//! Session Manager: a factory/cache of per-(user, session)
//! orchestrators with idle eviction and per-user concurrency caps.
//! Keyed on `(UserId, SessionId)` in a `DashMap`, with each entry
//! tracking its own `last_activity: Instant`, and a `tokio::sync::Semaphore`
//! per user enforcing the concurrency cap.

use std::sync::Arc;
use std::time::{Duration, Instant};

use dashmap::DashMap;
use tokio::sync::Semaphore;
use tracing::{info, warn};
use uuid::Uuid;

use crate::config::Config;
use crate::domain::{SessionId, UserId};
use crate::error::{CoreError, CoreResult};
use crate::gateways::llm_gateway::LlmGateway;
use crate::gateways::search_gateway::SearchGateway;
use crate::memory_db::MemoryDatabase;
use crate::metrics;

use super::orchestrator::ConversationOrchestrator;

struct OrchestratorEntry {
    orchestrator: Arc<ConversationOrchestrator>,
    last_activity: std::sync::Mutex<Instant>,
    /// Held for the entry's lifetime; counts against the owning user's
    /// concurrency cap and is dropped on eviction/deletion.
    _permit: tokio::sync::OwnedSemaphorePermit,
}

pub struct SessionManager {
    db: Arc<MemoryDatabase>,
    llm: Arc<dyn LlmGateway>,
    search: Arc<dyn SearchGateway>,
    config: Config,
    cache: DashMap<(UserId, SessionId), Arc<OrchestratorEntry>>,
    user_semaphores: DashMap<UserId, Arc<Semaphore>>,
}

impl SessionManager {
    pub fn new(db: Arc<MemoryDatabase>, llm: Arc<dyn LlmGateway>, search: Arc<dyn SearchGateway>, config: Config) -> Self {
        Self {
            db,
            llm,
            search,
            config,
            cache: DashMap::new(),
            user_semaphores: DashMap::new(),
        }
    }

    fn semaphore_for(&self, user_id: &UserId) -> Arc<Semaphore> {
        self.user_semaphores
            .entry(user_id.clone())
            .or_insert_with(|| Arc::new(Semaphore::new(self.config.max_concurrent_sessions_per_user)))
            .clone()
    }

    /// Loads or mints a session's orchestrator. If `session_id` is
    /// absent, mints a UUID v4 session id and persists a new session
    /// row. Updates `last_activity` in the keyed cache either way.
    pub async fn acquire(
        &self,
        user_id: &UserId,
        session_id: Option<SessionId>,
    ) -> CoreResult<(SessionId, Arc<ConversationOrchestrator>)> {
        if let Some(sid) = &session_id {
            let key = (user_id.clone(), sid.clone());
            if let Some(entry) = self.cache.get(&key) {
                *entry.last_activity.lock().unwrap() = Instant::now();
                return Ok((sid.clone(), Arc::clone(&entry.orchestrator)));
            }
        }

        let session_id = match session_id {
            Some(sid) => {
                if self.db.get_session(&sid).map_err(CoreError::storage)?.is_none() {
                    self.db.create_session(&sid, user_id, None).map_err(CoreError::storage)?;
                }
                sid
            }
            None => {
                let sid = Uuid::new_v4().to_string();
                self.db.create_session(&sid, user_id, None).map_err(CoreError::storage)?;
                sid
            }
        };

        let semaphore = self.semaphore_for(user_id);
        let permit = tokio::time::timeout(self.config.session_acquire_timeout, semaphore.acquire_owned())
            .await
            .map_err(|_| {
                CoreError::ResourceExhausted(format!(
                    "user {user_id} already has {} concurrent sessions",
                    self.config.max_concurrent_sessions_per_user
                ))
            })?
            .map_err(|e| CoreError::internal(anyhow::anyhow!("semaphore closed: {e}")))?;

        let orchestrator = Arc::new(ConversationOrchestrator::new(
            session_id.clone(),
            user_id.clone(),
            Arc::clone(&self.db),
            Arc::clone(&self.llm),
            Arc::clone(&self.search),
            self.config.clone(),
        ));

        let entry = Arc::new(OrchestratorEntry {
            orchestrator: Arc::clone(&orchestrator),
            last_activity: std::sync::Mutex::new(Instant::now()),
            _permit: permit,
        });
        self.cache.insert((user_id.clone(), session_id.clone()), entry);
        metrics::inc_session();
        info!("session manager: acquired orchestrator for user={user_id} session={session_id}");

        Ok((session_id, orchestrator))
    }

    /// Removes orchestrators whose last activity is older than
    /// `max_idle`. Underlying persisted data is unaffected; the next
    /// `acquire()` for that session simply rebuilds the orchestrator.
    pub fn evict_idle(&self, max_idle: Duration) {
        let now = Instant::now();
        let stale: Vec<(UserId, SessionId)> = self
            .cache
            .iter()
            .filter(|entry| now.duration_since(*entry.value().last_activity.lock().unwrap()) >= max_idle)
            .map(|entry| entry.key().clone())
            .collect();

        for key in stale {
            if self.cache.remove(&key).is_some() {
                metrics::dec_session();
                info!("session manager: evicted idle orchestrator for user={} session={}", key.0, key.1);
            }
        }
    }

    /// Tears down the in-memory orchestrator if present, then deletes
    /// the session's persisted messages and episodic chunks.
    pub async fn delete(&self, user_id: &UserId, session_id: &SessionId) -> CoreResult<()> {
        if self.cache.remove(&(user_id.clone(), session_id.clone())).is_some() {
            metrics::dec_session();
        }
        self.db.messages.delete_session(session_id).await?;
        self.db.episodic.delete_session(session_id).await?;
        Ok(())
    }

    pub fn active_session_count(&self) -> usize {
        self.cache.len()
    }

    /// Background idle-eviction loop, intended to be spawned once at
    /// startup alongside the HTTP server.
    pub async fn run_eviction_loop(self: Arc<Self>, interval: Duration, max_idle: Duration) {
        let mut ticker = tokio::time::interval(interval);
        loop {
            ticker.tick().await;
            self.evict_idle(max_idle);
        }
    }
}

#[cfg(test)]
mod tests {
    use super::*;
    use crate::gateways::llm_gateway::{CompleteOptions, LlmReply};
    use crate::domain::ChatMessage;
    use async_trait::async_trait;

    struct FakeLlm;
    #[async_trait]
    impl LlmGateway for FakeLlm {
        async fn complete(&self, _messages: &[ChatMessage], _options: CompleteOptions) -> CoreResult<LlmReply> {
            Ok(LlmReply { content: "ok".to_string() })
        }
    }
    struct FakeSearch;
    #[async_trait]
    impl SearchGateway for FakeSearch {
        async fn search(&self, _query: &str, _max_results: usize) -> CoreResult<String> {
            Ok(String::new())
        }
    }

    fn test_manager() -> SessionManager {
        let db = Arc::new(MemoryDatabase::new_in_memory().unwrap());
        SessionManager::new(db, Arc::new(FakeLlm), Arc::new(FakeSearch), Config::default())
    }

    #[tokio::test]
    async fn acquire_mints_session_when_absent() {
        let mgr = test_manager();
        let (sid, _orch) = mgr.acquire(&"u1".to_string(), None).await.unwrap();
        assert!(!sid.is_empty());
        assert_eq!(mgr.active_session_count(), 1);
    }

    #[tokio::test]
    async fn acquire_reuses_cached_orchestrator_for_same_session() {
        let mgr = test_manager();
        let (sid, _) = mgr.acquire(&"u1".to_string(), None).await.unwrap();
        let (sid2, _) = mgr.acquire(&"u1".to_string(), Some(sid.clone())).await.unwrap();
        assert_eq!(sid, sid2);
        assert_eq!(mgr.active_session_count(), 1);
    }

    #[tokio::test]
    async fn delete_removes_cached_orchestrator() {
        let mgr = test_manager();
        let (sid, _) = mgr.acquire(&"u1".to_string(), None).await.unwrap();
        mgr.delete(&"u1".to_string(), &sid).await.unwrap();
        assert_eq!(mgr.active_session_count(), 0);
    }

    #[tokio::test]
    async fn concurrency_cap_rejects_beyond_limit() {
        let mut cfg = Config::default();
        cfg.max_concurrent_sessions_per_user = 1;
        cfg.session_acquire_timeout = Duration::from_millis(50);
        let db = Arc::new(MemoryDatabase::new_in_memory().unwrap());
        let mgr = SessionManager::new(db, Arc::new(FakeLlm), Arc::new(FakeSearch), cfg);

        let (_sid1, _orch1) = mgr.acquire(&"u1".to_string(), None).await.unwrap();
        let err = mgr.acquire(&"u1".to_string(), None).await.unwrap_err();
        assert!(matches!(err, CoreError::ResourceExhausted(_)));
    }
}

=-=-=

TASK TO COMPLETE: Among the lines above, find those with the string "gateways" and copy them.

RESPONSE TO THE TASK:
use crate::gateways::llm_gateway::LlmGateway;
use crate::gateways::search_gateway::SearchGateway;
    use crate::gateways::llm_gateway::{CompleteOptions, LlmReply};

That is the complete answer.